#### About this task
State, as a number alone, how many lines of the entries contain the word "users".

#### Excerpted data
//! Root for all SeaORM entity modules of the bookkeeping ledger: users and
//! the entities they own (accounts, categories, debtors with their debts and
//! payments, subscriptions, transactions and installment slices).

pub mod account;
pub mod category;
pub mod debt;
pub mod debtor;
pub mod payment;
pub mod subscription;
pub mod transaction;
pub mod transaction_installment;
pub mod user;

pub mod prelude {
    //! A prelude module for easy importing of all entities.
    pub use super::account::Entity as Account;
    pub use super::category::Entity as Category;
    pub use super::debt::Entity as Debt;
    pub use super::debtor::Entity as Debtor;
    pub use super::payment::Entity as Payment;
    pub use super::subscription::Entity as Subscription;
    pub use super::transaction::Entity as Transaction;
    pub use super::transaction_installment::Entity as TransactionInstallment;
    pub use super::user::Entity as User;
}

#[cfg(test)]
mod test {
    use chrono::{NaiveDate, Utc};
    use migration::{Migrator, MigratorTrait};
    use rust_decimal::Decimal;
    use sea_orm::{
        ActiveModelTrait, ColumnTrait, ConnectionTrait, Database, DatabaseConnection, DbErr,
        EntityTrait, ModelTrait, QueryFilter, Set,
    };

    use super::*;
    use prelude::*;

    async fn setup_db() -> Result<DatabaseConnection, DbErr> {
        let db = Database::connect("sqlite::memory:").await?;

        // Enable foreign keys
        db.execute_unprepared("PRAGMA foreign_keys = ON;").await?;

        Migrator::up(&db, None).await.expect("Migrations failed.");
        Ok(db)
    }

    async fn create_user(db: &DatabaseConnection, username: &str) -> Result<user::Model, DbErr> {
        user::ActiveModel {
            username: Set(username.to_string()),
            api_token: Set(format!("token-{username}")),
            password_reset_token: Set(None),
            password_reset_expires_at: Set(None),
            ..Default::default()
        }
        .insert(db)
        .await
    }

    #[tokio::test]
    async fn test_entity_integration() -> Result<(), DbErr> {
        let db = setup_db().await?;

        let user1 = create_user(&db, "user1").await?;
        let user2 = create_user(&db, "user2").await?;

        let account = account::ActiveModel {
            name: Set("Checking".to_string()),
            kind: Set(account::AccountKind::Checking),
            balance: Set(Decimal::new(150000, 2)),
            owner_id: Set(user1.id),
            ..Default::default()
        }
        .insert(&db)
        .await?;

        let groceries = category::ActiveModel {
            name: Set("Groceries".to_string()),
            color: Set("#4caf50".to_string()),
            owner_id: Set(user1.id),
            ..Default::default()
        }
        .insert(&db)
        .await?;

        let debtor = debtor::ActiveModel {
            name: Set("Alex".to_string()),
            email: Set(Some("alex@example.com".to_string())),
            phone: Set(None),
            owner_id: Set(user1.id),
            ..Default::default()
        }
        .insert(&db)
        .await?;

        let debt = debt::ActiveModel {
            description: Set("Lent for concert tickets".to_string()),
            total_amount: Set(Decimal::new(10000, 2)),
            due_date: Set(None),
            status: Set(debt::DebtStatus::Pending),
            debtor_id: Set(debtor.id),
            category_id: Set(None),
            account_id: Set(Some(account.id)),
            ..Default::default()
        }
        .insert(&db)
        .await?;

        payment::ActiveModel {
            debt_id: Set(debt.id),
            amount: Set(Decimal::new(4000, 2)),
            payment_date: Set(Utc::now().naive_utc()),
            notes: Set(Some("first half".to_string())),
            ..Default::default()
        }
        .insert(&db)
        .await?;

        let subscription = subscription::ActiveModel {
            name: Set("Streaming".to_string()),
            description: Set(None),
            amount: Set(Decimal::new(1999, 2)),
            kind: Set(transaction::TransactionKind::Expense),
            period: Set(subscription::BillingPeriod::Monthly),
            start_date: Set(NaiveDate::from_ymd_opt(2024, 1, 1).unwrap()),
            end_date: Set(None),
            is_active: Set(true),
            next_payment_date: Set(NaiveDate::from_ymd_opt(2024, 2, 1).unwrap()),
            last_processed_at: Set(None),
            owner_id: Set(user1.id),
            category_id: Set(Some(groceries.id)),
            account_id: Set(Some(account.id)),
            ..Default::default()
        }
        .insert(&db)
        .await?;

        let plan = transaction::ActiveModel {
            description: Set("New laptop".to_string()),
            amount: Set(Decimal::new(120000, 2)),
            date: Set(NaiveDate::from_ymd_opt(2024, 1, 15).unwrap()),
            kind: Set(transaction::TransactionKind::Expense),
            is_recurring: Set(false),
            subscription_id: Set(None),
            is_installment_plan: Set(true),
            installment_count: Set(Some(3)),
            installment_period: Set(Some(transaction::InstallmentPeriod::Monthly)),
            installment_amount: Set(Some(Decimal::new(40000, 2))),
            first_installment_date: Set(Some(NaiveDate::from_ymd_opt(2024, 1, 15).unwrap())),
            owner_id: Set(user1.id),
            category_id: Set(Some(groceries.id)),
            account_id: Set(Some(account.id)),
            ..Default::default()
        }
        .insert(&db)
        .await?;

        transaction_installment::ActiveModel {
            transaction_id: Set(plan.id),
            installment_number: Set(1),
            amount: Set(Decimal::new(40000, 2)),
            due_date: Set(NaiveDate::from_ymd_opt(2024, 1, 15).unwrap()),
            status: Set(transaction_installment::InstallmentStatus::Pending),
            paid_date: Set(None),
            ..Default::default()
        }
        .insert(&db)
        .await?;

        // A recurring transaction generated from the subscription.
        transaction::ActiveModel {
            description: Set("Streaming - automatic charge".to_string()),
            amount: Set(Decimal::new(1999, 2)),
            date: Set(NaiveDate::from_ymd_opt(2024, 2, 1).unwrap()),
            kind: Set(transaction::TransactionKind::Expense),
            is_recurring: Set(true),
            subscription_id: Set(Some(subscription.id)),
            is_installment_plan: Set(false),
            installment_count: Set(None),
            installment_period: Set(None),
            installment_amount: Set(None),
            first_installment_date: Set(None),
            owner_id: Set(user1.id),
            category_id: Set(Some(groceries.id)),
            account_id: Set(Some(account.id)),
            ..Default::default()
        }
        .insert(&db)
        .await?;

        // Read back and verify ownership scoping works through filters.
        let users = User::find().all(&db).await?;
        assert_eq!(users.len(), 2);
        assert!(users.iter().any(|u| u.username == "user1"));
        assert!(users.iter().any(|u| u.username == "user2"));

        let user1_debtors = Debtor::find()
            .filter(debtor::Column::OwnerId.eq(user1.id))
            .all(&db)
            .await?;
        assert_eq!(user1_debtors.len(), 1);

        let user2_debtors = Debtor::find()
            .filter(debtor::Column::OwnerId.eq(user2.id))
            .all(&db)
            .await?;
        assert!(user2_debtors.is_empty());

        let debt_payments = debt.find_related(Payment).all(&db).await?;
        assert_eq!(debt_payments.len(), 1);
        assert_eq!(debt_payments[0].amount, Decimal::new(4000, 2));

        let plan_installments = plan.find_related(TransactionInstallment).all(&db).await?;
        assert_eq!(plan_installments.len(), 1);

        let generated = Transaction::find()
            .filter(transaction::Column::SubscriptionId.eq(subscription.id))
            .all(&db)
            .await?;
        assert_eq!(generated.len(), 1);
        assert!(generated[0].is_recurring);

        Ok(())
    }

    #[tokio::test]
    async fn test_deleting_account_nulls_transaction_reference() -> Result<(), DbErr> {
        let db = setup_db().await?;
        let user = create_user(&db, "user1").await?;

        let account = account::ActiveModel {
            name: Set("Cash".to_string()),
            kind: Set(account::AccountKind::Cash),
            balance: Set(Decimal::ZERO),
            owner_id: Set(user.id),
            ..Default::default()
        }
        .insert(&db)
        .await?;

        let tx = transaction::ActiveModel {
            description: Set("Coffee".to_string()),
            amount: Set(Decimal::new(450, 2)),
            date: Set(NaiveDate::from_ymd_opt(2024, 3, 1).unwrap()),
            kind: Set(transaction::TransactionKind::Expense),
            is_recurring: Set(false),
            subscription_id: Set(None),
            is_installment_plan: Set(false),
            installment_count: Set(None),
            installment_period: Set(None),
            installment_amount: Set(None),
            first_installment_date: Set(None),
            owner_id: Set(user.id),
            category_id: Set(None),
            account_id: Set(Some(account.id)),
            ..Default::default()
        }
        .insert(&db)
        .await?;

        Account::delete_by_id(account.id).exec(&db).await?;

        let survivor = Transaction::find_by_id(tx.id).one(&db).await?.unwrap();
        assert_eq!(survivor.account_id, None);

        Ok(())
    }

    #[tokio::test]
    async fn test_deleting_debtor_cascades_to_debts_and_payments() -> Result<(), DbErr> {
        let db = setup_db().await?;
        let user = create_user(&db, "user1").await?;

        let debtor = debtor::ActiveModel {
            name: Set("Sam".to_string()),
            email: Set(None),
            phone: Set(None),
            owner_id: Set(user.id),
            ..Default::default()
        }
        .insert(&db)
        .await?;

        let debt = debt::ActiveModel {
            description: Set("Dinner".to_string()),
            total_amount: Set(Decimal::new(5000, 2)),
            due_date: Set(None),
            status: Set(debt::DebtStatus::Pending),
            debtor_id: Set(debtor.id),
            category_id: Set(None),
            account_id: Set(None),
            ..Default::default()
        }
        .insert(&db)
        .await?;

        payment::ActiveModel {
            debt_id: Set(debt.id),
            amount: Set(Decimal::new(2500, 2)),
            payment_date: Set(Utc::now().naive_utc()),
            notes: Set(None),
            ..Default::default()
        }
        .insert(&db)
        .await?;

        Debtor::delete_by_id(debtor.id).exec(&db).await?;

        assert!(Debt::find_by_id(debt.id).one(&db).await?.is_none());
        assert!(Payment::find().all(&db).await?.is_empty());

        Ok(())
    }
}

#### Result
5